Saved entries
====

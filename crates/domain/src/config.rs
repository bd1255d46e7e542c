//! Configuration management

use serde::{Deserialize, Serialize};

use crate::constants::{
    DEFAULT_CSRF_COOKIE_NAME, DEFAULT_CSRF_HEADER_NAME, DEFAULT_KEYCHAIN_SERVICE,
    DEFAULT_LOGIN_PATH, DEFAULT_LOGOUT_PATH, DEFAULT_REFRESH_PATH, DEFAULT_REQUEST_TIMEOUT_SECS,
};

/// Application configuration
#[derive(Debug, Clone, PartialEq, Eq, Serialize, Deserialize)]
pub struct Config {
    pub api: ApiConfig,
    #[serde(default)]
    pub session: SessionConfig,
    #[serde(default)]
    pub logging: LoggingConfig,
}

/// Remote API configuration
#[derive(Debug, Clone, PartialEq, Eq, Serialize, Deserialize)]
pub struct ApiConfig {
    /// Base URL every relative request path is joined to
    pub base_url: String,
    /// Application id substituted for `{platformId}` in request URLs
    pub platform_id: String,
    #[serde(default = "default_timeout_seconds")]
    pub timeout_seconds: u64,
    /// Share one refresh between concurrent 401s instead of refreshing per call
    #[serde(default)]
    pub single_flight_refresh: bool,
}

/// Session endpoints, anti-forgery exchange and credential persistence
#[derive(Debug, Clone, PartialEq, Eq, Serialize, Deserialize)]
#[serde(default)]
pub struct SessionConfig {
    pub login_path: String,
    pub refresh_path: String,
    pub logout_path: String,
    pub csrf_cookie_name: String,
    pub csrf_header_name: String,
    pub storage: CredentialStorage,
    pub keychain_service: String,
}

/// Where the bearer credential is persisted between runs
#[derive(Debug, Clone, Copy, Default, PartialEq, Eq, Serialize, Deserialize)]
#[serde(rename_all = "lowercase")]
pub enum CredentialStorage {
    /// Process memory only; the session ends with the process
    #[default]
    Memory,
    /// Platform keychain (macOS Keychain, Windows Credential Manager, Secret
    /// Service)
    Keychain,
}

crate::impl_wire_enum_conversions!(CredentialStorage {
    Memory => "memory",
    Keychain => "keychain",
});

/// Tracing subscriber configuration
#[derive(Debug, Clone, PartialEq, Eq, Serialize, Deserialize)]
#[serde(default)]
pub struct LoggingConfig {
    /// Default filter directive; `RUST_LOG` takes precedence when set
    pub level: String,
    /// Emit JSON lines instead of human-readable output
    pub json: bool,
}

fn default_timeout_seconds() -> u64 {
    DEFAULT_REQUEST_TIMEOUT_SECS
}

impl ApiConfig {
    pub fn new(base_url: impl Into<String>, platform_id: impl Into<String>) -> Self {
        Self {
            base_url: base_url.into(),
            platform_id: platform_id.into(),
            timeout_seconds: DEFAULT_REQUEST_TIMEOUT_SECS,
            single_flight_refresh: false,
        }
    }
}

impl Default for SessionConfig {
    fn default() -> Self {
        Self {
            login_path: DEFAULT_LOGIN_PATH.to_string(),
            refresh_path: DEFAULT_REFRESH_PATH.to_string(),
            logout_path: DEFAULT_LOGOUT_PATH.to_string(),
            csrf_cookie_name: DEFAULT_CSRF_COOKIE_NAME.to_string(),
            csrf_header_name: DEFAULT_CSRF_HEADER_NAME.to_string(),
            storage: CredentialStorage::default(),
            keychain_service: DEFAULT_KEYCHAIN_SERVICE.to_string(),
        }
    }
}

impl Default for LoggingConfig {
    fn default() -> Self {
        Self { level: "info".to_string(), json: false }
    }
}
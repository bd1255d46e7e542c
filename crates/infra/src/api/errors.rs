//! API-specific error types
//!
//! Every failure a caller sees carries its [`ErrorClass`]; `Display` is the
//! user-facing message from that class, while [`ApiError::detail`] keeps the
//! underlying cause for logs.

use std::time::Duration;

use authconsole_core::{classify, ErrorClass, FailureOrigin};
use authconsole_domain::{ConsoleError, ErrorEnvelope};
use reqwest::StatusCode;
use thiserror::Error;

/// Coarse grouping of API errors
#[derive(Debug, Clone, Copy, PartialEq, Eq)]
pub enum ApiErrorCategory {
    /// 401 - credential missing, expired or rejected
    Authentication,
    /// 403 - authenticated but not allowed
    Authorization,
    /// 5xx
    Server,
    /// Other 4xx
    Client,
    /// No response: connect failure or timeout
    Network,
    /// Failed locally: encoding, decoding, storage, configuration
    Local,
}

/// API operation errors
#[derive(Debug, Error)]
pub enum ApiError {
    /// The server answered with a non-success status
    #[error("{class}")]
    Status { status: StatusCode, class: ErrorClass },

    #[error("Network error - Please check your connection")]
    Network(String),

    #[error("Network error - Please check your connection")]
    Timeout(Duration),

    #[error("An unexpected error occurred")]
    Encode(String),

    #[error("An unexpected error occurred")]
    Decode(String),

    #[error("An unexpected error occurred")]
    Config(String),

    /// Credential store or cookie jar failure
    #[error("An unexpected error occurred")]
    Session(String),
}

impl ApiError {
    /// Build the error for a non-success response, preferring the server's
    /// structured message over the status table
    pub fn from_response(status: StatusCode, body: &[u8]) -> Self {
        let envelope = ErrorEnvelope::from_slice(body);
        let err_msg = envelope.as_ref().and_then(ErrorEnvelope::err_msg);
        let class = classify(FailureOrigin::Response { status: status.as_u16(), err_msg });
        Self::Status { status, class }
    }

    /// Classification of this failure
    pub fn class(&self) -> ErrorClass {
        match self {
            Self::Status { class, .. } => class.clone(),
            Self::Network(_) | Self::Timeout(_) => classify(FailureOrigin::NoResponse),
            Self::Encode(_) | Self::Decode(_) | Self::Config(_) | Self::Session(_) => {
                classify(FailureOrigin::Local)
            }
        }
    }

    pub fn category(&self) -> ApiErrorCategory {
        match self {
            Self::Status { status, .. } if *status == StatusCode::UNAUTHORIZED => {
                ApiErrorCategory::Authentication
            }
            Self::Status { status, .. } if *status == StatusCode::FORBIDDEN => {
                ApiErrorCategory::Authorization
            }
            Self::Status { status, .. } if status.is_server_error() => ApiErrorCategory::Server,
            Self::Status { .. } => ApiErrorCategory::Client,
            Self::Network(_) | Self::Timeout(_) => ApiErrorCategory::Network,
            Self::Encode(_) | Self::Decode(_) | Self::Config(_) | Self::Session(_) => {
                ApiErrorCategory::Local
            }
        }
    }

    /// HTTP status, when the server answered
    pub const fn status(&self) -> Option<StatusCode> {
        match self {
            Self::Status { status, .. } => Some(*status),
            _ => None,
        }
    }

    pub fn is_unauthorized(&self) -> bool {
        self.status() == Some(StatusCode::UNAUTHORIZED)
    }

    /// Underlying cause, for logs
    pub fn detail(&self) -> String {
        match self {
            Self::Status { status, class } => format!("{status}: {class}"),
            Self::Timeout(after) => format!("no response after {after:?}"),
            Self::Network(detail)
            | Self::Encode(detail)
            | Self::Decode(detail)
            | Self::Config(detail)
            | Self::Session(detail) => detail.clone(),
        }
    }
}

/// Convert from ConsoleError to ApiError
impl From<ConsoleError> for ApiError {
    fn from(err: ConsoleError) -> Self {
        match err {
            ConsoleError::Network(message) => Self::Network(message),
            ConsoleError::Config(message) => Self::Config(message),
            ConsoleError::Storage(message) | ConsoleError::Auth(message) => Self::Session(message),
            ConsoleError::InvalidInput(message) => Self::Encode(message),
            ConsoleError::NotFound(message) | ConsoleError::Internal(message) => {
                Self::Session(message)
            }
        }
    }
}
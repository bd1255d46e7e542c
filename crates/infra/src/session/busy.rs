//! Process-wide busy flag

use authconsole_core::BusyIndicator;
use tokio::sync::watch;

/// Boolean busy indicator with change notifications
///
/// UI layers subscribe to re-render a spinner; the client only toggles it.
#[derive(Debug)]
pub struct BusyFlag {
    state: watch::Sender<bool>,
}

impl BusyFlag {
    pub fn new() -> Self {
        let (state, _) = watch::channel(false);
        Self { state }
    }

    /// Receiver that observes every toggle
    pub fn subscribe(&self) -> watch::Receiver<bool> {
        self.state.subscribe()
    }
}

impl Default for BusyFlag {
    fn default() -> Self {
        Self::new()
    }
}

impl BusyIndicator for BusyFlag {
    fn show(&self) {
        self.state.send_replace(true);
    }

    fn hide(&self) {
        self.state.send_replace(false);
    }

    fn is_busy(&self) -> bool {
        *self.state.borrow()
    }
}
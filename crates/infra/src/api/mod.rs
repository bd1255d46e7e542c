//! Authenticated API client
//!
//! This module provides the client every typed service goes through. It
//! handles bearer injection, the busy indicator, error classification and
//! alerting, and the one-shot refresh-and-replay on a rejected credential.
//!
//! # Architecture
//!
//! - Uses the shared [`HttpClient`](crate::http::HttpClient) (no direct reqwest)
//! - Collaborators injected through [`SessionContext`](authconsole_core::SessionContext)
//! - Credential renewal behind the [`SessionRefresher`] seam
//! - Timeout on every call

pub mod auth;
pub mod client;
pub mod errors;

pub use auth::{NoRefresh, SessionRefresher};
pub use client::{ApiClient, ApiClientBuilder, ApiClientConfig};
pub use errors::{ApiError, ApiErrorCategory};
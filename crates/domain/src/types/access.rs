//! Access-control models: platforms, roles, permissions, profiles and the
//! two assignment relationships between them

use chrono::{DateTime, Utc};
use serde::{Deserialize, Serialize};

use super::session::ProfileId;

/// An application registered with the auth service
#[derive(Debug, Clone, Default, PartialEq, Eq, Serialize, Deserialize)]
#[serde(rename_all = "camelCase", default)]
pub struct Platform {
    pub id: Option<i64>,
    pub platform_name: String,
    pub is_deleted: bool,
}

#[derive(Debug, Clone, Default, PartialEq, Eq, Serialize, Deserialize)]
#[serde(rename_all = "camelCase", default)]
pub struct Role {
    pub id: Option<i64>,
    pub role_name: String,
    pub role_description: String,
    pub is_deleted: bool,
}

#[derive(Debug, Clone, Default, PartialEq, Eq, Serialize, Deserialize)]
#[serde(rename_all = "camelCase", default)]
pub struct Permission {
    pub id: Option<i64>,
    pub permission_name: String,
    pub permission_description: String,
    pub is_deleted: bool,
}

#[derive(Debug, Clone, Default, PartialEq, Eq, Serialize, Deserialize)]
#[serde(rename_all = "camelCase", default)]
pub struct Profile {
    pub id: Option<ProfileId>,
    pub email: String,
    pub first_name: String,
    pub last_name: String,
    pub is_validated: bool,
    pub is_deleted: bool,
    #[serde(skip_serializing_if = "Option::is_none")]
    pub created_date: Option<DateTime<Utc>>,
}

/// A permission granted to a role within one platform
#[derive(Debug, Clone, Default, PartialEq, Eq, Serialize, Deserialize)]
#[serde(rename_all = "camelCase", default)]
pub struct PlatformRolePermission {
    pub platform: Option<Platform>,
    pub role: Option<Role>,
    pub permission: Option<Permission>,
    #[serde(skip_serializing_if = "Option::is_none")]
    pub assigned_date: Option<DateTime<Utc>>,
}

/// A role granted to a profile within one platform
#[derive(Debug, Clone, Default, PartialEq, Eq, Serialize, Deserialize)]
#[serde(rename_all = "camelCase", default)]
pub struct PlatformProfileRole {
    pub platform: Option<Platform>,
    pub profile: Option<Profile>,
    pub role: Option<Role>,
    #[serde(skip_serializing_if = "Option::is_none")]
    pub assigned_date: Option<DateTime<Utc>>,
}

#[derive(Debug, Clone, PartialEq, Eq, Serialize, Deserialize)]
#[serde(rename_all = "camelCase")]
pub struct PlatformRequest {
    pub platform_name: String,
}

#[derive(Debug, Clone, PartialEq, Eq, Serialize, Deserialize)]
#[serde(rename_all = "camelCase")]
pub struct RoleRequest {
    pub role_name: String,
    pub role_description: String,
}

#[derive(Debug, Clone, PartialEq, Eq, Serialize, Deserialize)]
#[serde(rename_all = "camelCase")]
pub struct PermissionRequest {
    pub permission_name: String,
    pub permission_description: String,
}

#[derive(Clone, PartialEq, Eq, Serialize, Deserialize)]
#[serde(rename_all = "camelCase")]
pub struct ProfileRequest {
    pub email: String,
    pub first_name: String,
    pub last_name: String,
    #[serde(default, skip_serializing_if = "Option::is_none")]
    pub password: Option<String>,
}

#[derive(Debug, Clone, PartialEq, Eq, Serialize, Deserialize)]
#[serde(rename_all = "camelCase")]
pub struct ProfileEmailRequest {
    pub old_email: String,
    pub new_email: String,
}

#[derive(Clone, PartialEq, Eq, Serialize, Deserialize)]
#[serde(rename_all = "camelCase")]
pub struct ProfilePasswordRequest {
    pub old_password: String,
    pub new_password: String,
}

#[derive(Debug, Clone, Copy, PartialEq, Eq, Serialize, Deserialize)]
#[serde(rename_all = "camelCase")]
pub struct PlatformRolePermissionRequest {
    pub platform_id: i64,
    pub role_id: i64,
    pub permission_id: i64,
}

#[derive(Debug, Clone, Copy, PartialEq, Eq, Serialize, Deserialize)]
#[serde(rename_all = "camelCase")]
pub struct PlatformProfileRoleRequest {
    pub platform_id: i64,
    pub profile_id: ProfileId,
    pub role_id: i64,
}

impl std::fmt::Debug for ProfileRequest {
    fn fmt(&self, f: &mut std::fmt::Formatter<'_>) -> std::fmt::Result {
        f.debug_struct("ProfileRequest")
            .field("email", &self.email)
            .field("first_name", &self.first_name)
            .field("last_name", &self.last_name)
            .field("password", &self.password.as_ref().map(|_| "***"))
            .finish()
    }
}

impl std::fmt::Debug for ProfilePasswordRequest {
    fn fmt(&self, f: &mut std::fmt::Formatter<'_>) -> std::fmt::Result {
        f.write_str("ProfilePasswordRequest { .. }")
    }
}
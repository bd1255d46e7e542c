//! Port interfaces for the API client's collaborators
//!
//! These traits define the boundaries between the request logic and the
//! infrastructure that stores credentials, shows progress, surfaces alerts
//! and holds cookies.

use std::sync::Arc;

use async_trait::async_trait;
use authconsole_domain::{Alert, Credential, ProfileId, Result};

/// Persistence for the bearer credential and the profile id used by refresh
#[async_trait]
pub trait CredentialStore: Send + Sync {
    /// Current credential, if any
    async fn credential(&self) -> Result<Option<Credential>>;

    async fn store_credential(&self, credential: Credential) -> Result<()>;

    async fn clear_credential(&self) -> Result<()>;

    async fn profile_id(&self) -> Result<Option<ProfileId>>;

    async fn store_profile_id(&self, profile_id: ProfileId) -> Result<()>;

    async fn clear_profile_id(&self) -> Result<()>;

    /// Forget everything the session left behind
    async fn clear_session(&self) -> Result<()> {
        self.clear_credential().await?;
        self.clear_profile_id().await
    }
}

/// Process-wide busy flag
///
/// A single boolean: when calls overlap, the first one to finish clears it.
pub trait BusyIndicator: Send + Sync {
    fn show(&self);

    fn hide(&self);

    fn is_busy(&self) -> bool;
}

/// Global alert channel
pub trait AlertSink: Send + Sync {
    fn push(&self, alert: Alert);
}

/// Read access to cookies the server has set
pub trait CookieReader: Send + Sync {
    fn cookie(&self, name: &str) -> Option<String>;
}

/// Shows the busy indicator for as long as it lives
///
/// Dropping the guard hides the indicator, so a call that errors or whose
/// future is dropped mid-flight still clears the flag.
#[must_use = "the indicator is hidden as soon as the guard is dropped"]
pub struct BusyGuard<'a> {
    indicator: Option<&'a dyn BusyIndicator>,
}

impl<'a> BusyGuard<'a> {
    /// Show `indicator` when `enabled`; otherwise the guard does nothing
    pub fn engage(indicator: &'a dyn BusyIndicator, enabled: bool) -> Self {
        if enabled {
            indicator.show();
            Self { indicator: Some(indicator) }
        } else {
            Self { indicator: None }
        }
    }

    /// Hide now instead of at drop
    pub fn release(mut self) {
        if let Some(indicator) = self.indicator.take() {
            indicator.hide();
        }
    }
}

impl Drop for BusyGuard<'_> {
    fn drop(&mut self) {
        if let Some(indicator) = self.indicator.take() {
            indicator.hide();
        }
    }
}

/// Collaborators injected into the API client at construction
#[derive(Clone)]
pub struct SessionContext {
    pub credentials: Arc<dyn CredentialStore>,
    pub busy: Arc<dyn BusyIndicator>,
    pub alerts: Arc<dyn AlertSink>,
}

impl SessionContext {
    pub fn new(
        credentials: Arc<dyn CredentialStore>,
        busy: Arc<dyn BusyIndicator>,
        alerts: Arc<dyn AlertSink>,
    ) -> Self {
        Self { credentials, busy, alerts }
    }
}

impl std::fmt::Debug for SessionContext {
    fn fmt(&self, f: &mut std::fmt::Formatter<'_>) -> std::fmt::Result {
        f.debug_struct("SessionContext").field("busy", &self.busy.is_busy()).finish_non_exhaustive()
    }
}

====

Directions for this task:
Take the lines from the top of the data through the one that contains "pub struct ApiConfig" and copy them exactly, leaving out every line after it.

Finished exercise:
filename crates/domain/src/config.rs
repository bd1255d46e7e542c
//! Configuration management

use serde::{Deserialize, Serialize};

use crate::constants::{
    DEFAULT_CSRF_COOKIE_NAME, DEFAULT_CSRF_HEADER_NAME, DEFAULT_KEYCHAIN_SERVICE,
    DEFAULT_LOGIN_PATH, DEFAULT_LOGOUT_PATH, DEFAULT_REFRESH_PATH, DEFAULT_REQUEST_TIMEOUT_SECS,
};

/// Application configuration
#[derive(Debug, Clone, PartialEq, Eq, Serialize, Deserialize)]
pub struct Config {
    pub api: ApiConfig,
    #[serde(default)]
    pub session: SessionConfig,
    #[serde(default)]
    pub logging: LoggingConfig,
}

/// Remote API configuration
#[derive(Debug, Clone, PartialEq, Eq, Serialize, Deserialize)]
pub struct ApiConfig {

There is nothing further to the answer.